(Collected data entries)
☆ ☆ ☆ ☆ ☆ ☆ ☆

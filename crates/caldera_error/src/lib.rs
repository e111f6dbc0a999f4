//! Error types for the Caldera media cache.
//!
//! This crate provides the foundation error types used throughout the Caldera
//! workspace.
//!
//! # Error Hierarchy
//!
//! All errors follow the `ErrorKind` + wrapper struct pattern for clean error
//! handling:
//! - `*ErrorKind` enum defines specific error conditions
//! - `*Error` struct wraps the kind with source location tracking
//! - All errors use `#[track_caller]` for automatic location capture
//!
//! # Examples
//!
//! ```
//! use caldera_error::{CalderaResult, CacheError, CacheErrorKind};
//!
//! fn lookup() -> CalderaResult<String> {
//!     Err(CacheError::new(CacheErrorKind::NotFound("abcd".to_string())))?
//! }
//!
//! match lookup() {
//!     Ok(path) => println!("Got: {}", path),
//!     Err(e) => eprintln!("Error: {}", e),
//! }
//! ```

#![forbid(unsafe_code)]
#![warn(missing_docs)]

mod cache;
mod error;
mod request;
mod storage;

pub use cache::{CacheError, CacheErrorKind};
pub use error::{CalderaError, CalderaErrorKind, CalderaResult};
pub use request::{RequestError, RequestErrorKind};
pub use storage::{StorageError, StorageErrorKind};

☆ ☆ ☆ ☆ ☆ ☆ ☆

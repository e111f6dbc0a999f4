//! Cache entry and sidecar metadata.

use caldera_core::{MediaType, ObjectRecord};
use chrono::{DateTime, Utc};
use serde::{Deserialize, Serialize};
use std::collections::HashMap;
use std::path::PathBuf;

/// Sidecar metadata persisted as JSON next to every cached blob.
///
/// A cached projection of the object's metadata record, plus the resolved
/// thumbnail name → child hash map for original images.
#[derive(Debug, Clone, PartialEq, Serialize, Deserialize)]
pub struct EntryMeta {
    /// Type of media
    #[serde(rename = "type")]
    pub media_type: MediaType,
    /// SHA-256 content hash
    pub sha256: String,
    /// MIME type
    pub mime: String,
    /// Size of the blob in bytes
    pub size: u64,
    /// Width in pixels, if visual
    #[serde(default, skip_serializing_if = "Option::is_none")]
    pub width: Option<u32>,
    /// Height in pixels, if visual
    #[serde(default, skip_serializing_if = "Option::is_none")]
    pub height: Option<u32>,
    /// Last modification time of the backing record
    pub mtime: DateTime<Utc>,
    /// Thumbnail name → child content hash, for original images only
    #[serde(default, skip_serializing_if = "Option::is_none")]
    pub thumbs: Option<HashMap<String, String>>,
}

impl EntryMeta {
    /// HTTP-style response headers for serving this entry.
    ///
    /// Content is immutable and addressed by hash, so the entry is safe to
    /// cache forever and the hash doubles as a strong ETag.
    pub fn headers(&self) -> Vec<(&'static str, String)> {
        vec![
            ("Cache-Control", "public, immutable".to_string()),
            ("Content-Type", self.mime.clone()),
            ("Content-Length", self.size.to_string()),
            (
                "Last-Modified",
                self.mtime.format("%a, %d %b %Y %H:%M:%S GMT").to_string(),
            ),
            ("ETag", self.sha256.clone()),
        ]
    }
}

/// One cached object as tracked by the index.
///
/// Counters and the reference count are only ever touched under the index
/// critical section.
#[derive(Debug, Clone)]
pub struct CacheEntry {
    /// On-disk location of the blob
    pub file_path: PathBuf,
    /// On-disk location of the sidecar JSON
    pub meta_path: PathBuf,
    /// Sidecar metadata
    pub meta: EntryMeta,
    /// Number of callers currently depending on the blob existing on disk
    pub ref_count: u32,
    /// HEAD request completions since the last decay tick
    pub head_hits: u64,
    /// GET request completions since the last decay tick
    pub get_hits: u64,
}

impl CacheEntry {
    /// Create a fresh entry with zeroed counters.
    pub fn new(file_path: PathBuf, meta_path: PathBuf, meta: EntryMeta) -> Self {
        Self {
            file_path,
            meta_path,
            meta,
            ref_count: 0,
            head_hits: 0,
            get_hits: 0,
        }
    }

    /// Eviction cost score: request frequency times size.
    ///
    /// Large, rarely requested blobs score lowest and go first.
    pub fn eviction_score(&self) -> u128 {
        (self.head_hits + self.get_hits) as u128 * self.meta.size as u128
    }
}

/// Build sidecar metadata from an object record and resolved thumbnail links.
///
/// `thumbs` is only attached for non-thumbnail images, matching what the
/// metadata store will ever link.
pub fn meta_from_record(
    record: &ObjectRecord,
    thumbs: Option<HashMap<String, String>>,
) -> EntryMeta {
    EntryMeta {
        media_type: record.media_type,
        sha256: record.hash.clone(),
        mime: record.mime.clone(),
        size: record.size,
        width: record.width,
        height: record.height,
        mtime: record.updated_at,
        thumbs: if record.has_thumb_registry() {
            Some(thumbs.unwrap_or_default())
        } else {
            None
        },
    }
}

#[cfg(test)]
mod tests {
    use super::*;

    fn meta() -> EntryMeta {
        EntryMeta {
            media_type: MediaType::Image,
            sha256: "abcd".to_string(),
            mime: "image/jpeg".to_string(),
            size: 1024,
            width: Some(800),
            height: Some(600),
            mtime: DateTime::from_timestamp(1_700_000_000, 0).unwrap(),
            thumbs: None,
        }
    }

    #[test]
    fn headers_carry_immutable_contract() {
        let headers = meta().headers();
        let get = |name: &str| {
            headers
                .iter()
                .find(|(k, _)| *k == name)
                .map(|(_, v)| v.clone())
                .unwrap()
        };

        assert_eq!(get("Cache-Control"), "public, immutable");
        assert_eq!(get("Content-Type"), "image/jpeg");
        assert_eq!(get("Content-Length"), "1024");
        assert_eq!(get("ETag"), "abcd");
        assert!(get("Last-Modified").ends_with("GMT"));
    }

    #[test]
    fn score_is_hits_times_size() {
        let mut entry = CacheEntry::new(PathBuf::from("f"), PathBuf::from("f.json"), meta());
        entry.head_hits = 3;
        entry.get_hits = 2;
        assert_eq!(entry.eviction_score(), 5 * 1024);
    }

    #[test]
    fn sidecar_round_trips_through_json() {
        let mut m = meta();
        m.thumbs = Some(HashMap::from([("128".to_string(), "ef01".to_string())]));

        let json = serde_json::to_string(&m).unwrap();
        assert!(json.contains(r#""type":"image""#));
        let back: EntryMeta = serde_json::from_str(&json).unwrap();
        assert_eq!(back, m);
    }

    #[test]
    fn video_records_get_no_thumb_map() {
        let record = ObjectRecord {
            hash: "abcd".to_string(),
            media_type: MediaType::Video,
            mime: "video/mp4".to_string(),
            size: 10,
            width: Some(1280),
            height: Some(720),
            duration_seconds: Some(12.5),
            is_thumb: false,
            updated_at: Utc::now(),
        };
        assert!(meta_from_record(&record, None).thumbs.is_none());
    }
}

☆ ☆ ☆ ☆ ☆ ☆ ☆

Scan the data above for the word "resolved" and report every line where it is found.

# SOLUTION FOR THIS EXERCISE:
/// A cached projection of the object's metadata record, plus the resolved
/// Build sidecar metadata from an object record and resolved thumbnail links.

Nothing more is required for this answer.